The additional £3bn for the NHS includes £1bn to help tackle the elective backlog. There are more than four million patients on the elective care waiting list with nearly 140,000 waiting more than a year, the highest level since 2008. And there are concerns about a hidden backlog, with massive reductions in the numbers of people referred for care during Covid. The Treasury said the extra funding would enable hospitals to carry out up to one million extra checks, scans and additional operations.

Another £500m will be used to address waiting times for mental health services, with the remaining £1.5bn easing existing pressures in the NHS caused by Covid.
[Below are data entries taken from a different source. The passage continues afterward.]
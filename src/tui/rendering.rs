use std::collections::BTreeSet;

use ratatui::Frame;
use ratatui::layout::{Constraint, Direction, Layout, Rect};
use ratatui::style::{Color, Modifier, Style};
use ratatui::text::{Line, Span, Text};
use ratatui::widgets::{Block, Borders, List, ListItem, Paragraph, Wrap};

use super::app::{Focus, FormField, FormState, MessageType, StatusMessage};
use super::layout::{AppLayout, ResultsLayout};
use crate::client::SearchError;
use crate::i18n::{Language, UiText};
use crate::map::category_color;
use crate::models::{Category, PersonRecord, SearchSummary};
use crate::report::{NOT_AVAILABLE, record_date};
use crate::session::SessionStatus;

const MUTED: Color = Color::Rgb(113, 113, 122);
const BRIGHT: Color = Color::Rgb(250, 250, 250);
const ACCENT: Color = Color::Rgb(217, 119, 6); // amber
const ERROR_RED: Color = Color::Rgb(239, 68, 68);
const SUCCESS_GREEN: Color = Color::Rgb(16, 185, 129);
const BAR_BG: Color = Color::Rgb(24, 24, 27);

/// Everything the renderer needs, borrowed from the app for one frame.
pub struct RenderState<'a> {
    pub text: &'static UiText,
    pub language: Language,
    pub session_status: SessionStatus,
    pub searched_once: bool,
    pub error: Option<&'a SearchError>,
    pub form: &'a FormState,
    pub active_field: FormField,
    pub focus: Focus,
    pub loading_message: &'a str,
    pub elapsed_seconds: u64,
    pub summary: Option<&'a SearchSummary>,
    pub visible: &'a [PersonRecord],
    pub total_count: usize,
    pub map_point_count: usize,
    pub selected_idx: usize,
    pub selected_for_report: &'a BTreeSet<String>,
    pub location_filter: &'a str,
    pub editing_location: bool,
    pub selected_categories: &'a BTreeSet<Category>,
    pub status_message: Option<&'a StatusMessage>,
}

/// Render the entire UI
pub fn render_ui(frame: &mut Frame, state: &RenderState) {
    let layout = AppLayout::new(frame.area());

    render_header(frame, layout.header_area, state);

    let body = Layout::default()
        .direction(Direction::Vertical)
        .constraints([Constraint::Length(8), Constraint::Min(3)])
        .split(layout.body_area);

    render_form(frame, body[0], state);
    render_content(frame, body[1], state);
    render_status_bar(frame, layout.status_area, state);
}

fn render_header(frame: &mut Frame, area: Rect, state: &RenderState) {
    let title = Line::from(vec![
        Span::styled(
            state.text.app_title,
            Style::default().fg(ACCENT).add_modifier(Modifier::BOLD),
        ),
        Span::raw("  "),
        Span::styled(state.text.app_subtitle, Style::default().fg(MUTED)),
        Span::raw("  "),
        Span::styled(format!("[{}]", state.language.code().to_uppercase()), Style::default().fg(MUTED)),
    ]);

    let paragraph = Paragraph::new(title)
        .block(Block::default().borders(Borders::BOTTOM).border_style(Style::default().fg(MUTED)));
    frame.render_widget(paragraph, area);
}

fn render_form(frame: &mut Frame, area: Rect, state: &RenderState) {
    let field_line = |label: &'static str, value: &str, field: FormField| {
        let active = state.focus == Focus::Form && state.active_field == field;
        let marker = if active { "› " } else { "  " };
        let label_style = if active {
            Style::default().fg(ACCENT).add_modifier(Modifier::BOLD)
        } else {
            Style::default().fg(MUTED)
        };
        let cursor = if active { "_" } else { "" };
        Line::from(vec![
            Span::raw(marker),
            Span::styled(format!("{:<32}", label), label_style),
            Span::styled(format!("{}{}", value, cursor), Style::default().fg(BRIGHT)),
        ])
    };

    let mode = if state.form.fuzzy { state.text.form_fuzzy } else { state.text.form_exact };
    let lines = vec![
        field_line(state.text.form_first_name, &state.form.first_name, FormField::FirstName),
        field_line(state.text.form_last_name1, &state.form.last_name1, FormField::LastName1),
        field_line(state.text.form_last_name2, &state.form.last_name2, FormField::LastName2),
        field_line(
            state.text.form_service_number,
            &state.form.service_number,
            FormField::ServiceNumber,
        ),
        Line::from(vec![
            Span::raw("  "),
            Span::styled(mode, Style::default().fg(ACCENT)),
            Span::styled("  (F2)", Style::default().fg(MUTED)),
        ]),
    ];

    let block = Block::default()
        .borders(Borders::ALL)
        .border_style(Style::default().fg(if state.focus == Focus::Form { ACCENT } else { MUTED }))
        .title(format!(" {} ", state.text.form_investigate));
    frame.render_widget(Paragraph::new(Text::from(lines)).block(block), area);
}

fn render_content(frame: &mut Frame, area: Rect, state: &RenderState) {
    if state.session_status == SessionStatus::Loading {
        render_loading(frame, area, state);
        return;
    }
    if let Some(error) = state.error {
        render_error(frame, area, state, error);
        return;
    }
    if !state.searched_once {
        render_onboarding(frame, area, state);
        return;
    }
    if state.summary.is_some() {
        render_results(frame, area, state);
    }
}

fn render_loading(frame: &mut Frame, area: Rect, state: &RenderState) {
    let lines = vec![
        Line::from(""),
        Line::from(Span::styled(
            state.loading_message,
            Style::default().fg(BRIGHT).add_modifier(Modifier::BOLD),
        )),
        Line::from(Span::styled(
            format!("{}s", state.elapsed_seconds),
            Style::default().fg(ACCENT).add_modifier(Modifier::BOLD),
        )),
        Line::from(""),
        Line::from(Span::styled(state.text.loading_hint, Style::default().fg(MUTED))),
        Line::from(""),
        Line::from(Span::styled(
            format!("Esc: {}", state.text.stop_search),
            Style::default().fg(MUTED),
        )),
    ];

    let block =
        Block::default().borders(Borders::ALL).border_style(Style::default().fg(MUTED));
    frame.render_widget(
        Paragraph::new(Text::from(lines)).block(block).centered(),
        area,
    );
}

fn render_error(frame: &mut Frame, area: Rect, state: &RenderState, error: &SearchError) {
    let message = match error {
        SearchError::AuthFailure => state.text.error_auth,
        _ => state.text.error_transient,
    };

    let paragraph = Paragraph::new(Text::from(vec![
        Line::from(""),
        Line::from(Span::styled(message, Style::default().fg(ERROR_RED))),
    ]))
    .wrap(Wrap { trim: false })
    .block(Block::default().borders(Borders::ALL).border_style(Style::default().fg(ERROR_RED)));
    frame.render_widget(paragraph, area);
}

fn render_onboarding(frame: &mut Frame, area: Rect, state: &RenderState) {
    let mut lines = vec![Line::from("")];
    for (i, instruction) in state.text.onboarding.iter().enumerate() {
        lines.push(Line::from(vec![
            Span::styled(format!("  {}. ", i + 1), Style::default().fg(ACCENT)),
            Span::raw(*instruction),
        ]));
        lines.push(Line::from(""));
    }

    let paragraph = Paragraph::new(Text::from(lines))
        .wrap(Wrap { trim: false })
        .block(Block::default().borders(Borders::ALL).border_style(Style::default().fg(MUTED)));
    frame.render_widget(paragraph, area);
}

fn render_results(frame: &mut Frame, area: Rect, state: &RenderState) {
    let layout = ResultsLayout::new(area);

    render_summary(frame, layout.summary_area, state);
    render_record_list(frame, layout.list_area, state);
    render_record_detail(frame, layout.detail_area, state.visible.get(state.selected_idx), state);
}

fn render_summary(frame: &mut Frame, area: Rect, state: &RenderState) {
    let Some(summary) = state.summary else {
        return;
    };

    let mut counters = format!(
        "{}: {}/{}  ·  mapa: {}",
        state.text.identified_records,
        state.visible.len(),
        state.total_count,
        state.map_point_count,
    );
    if !state.selected_categories.is_empty() {
        let labels: Vec<&str> =
            state.selected_categories.iter().map(|c| c.label()).collect();
        counters.push_str(&format!("  ·  {}", labels.join(", ")));
    }
    if !summary.grounding_sources.is_empty() {
        counters.push_str(&format!(
            "  ·  {}: {}",
            state.text.grounding_title,
            summary.grounding_sources.len()
        ));
    }

    let filter_cursor = if state.editing_location { "_" } else { "" };
    let lines = vec![
        Line::from(Span::styled(
            summary.key_findings.clone(),
            Style::default().fg(BRIGHT).add_modifier(Modifier::ITALIC),
        )),
        Line::from(Span::styled(counters, Style::default().fg(MUTED))),
        Line::from(vec![
            Span::styled(
                format!("{}: ", state.text.location_filter_label),
                Style::default().fg(if state.editing_location { ACCENT } else { MUTED }),
            ),
            Span::styled(
                format!("{}{}", state.location_filter, filter_cursor),
                Style::default().fg(BRIGHT),
            ),
        ]),
    ];

    let block = Block::default()
        .borders(Borders::ALL)
        .border_style(Style::default().fg(ACCENT))
        .title(format!(" {} ", state.text.analysis_title));
    frame.render_widget(Paragraph::new(Text::from(lines)).wrap(Wrap { trim: false }).block(block), area);
}

fn render_record_list(frame: &mut Frame, area: Rect, state: &RenderState) {
    if state.visible.is_empty() {
        let paragraph = Paragraph::new(Text::from(vec![
            Line::from(""),
            Line::from(Span::styled(state.text.no_results_found, Style::default().fg(MUTED))),
        ]))
        .wrap(Wrap { trim: false })
        .block(Block::default().borders(Borders::ALL).border_style(Style::default().fg(MUTED)));
        frame.render_widget(paragraph, area);
        return;
    }

    let items: Vec<ListItem> = state
        .visible
        .iter()
        .enumerate()
        .map(|(idx, record)| {
            let marker = if state.selected_for_report.contains(&record.id) { "✓" } else { " " };
            let content = format!("[{}] {} · {}", marker, record.full_name, record.category.label());

            let style = if idx == state.selected_idx {
                Style::default().fg(BRIGHT).bg(SUCCESS_GREEN).add_modifier(Modifier::BOLD)
            } else {
                Style::default().fg(category_rgb(record.category))
            };

            ListItem::new(content).style(style)
        })
        .collect();

    let list = List::new(items).block(
        Block::default()
            .borders(Borders::ALL)
            .border_style(Style::default().fg(MUTED))
            .title(format!(" {} ", state.text.identified_records)),
    );
    frame.render_widget(list, area);
}

fn render_record_detail(
    frame: &mut Frame,
    area: Rect,
    record: Option<&PersonRecord>,
    state: &RenderState,
) {
    let content = if let Some(record) = record {
        let value = |v: Option<&str>| v.unwrap_or(NOT_AVAILABLE).to_string();

        let mut lines = vec![
            Line::from(Span::styled(
                record.full_name.clone(),
                Style::default().fg(BRIGHT).add_modifier(Modifier::BOLD),
            )),
            detail_line("Categoría", record.category.label().to_string()),
            detail_line("Estado", if record.status.is_empty() {
                NOT_AVAILABLE.to_string()
            } else {
                record.status.clone()
            }),
            detail_line("Rango", value(record.rank.as_deref())),
            detail_line("Unidad", value(record.unit.as_deref())),
            detail_line("Ubicación", value(record.location.as_deref())),
            detail_line("Nacimiento", value(record.birth_place.as_deref())),
            detail_line("Fecha", record_date(record)),
        ];

        if let Some((lat, lng)) = record.coordinates() {
            lines.push(detail_line("Coordenadas", format!("{:.4}, {:.4}", lat, lng)));
        }

        lines.push(Line::from(""));
        for detail in record.details.lines() {
            lines.push(Line::from(detail.to_string()));
        }
        if let Some(notes) = &record.additional_notes {
            lines.push(Line::from(""));
            lines.push(detail_line("Notas", notes.clone()));
        }

        if !record.sources.is_empty() {
            lines.push(Line::from(""));
            lines.push(Line::from(Span::styled(
                state.text.sources_title,
                Style::default().fg(ACCENT),
            )));
            for source in &record.sources {
                let signature = source.search_path.as_deref().unwrap_or("S/S");
                lines.push(Line::from(format!("  {} ({})", source.title, signature)));
                if !source.url.is_empty() {
                    lines.push(Line::from(Span::styled(
                        format!("    {}", source.url),
                        Style::default().fg(MUTED),
                    )));
                }
            }
        }

        Text::from(lines)
    } else {
        Text::from(state.text.no_results_found)
    };

    let paragraph = Paragraph::new(content)
        .wrap(Wrap { trim: false })
        .block(Block::default().borders(Borders::ALL).border_style(Style::default().fg(MUTED)));
    frame.render_widget(paragraph, area);
}

fn detail_line(label: &str, value: String) -> Line<'static> {
    Line::from(vec![
        Span::styled(format!("{}: ", label), Style::default().fg(MUTED)),
        Span::raw(value),
    ])
}

fn render_status_bar(frame: &mut Frame, area: Rect, state: &RenderState) {
    let (text, style) = if let Some(message) = state.status_message {
        let color = match message.message_type {
            MessageType::Success => SUCCESS_GREEN,
            MessageType::Error => ERROR_RED,
        };
        (format!(" {} ", message.text), Style::default().fg(color).bg(BAR_BG))
    } else {
        let hints = match state.focus {
            Focus::Form => state.text.key_hints_form,
            Focus::Results => state.text.key_hints_results,
        };
        (format!(" {} ", hints), Style::default().fg(BRIGHT).bg(BAR_BG))
    };

    frame.render_widget(Paragraph::new(text).style(style), area);
}

/// Category marker color as an RGB terminal color (same table the map
/// points use).
fn category_rgb(category: Category) -> Color {
    let hex = category_color(category);
    let parse = |range| u8::from_str_radix(&hex[range], 16).unwrap_or(0x44);
    Color::Rgb(parse(1..3), parse(3..5), parse(5..7))
}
The spending review also gave further detail of how the previously announced £3.7bn of funding to support the Health Infrastructure Plan will be phased over the coming four years, with £0.6bn of funding in 2021/22 rising to £1.7bn in 2024/25. Alongside this programme, which aims to build 40 hospitals by 2030, A further £1.7bn will support the upgrade of over 70 hospitals, with £0.7bn next year falling to £0.2bn in 2024/25.

Operational capital investment in 2021/22 has been set at £4.2bn to support maintenance and refurbishment of hospital infrastructure, while a further £165m is being ringfenced to replace outdated mental health dormitories with single en-suite rooms.

The settlement also includes £260m for Health Education England to support the training of more doctors and nurses and address commitments in the NHS long-term plan.

The downgrading of the spending review to a single year put paid to any ideas of a long-term funding package for social care being announced. However, the government said that local authorities would have access to over £1bn of spending for social care through a £300m social care grant and the ability to levy a 3% adult social care precept. This funding is on top of the £1bn social care grant announced last year, which is being maintained.

Nuffield Trust chief economist John Appleby said the £3bn recovery package was welcome, but it was not clear if it would be adequate to meet the challenge ahead. ‘Waiting lists will continue to grow as hospitals continue with time consuming infection prevention and control measures, which significantly reduce the rate at which patients can be seen and treated. That will create real pressure, requiring extra staff and capacity, which will need to be fully funded if the NHS isn’t going to spend the next decade running to catch up,’ he said.

Professor Appleby added that the promised increase in NHS pay would also be appreciated. ‘[But]  without a similar commitment for social care there is a real risk the vulnerable sector will see its much-needed workforce go elsewhere.’ And he questioned whether councils would really have access to much of the apparent increase in social care funding as it would have to be raised locally through taxes, which would be difficult in poorer areas.

On pay, Mr Sunak, said he could not justify a significant, across the board pay increase for all public sector workers. Private sector workers had lost jobs, been furloughed, seen wages cut and hours reduced – the public sector had not, he added. However, he would take account of the pay review bodies advice in providing a pay rise to over a million nurses, doctors and others working in the NHS. And while other public sector pay rises would be paused, there would be protection for those on lower incomes. The 2.1 million public sector workers earning below the median wage of £24,000 will be guaranteed an increase of at least £250.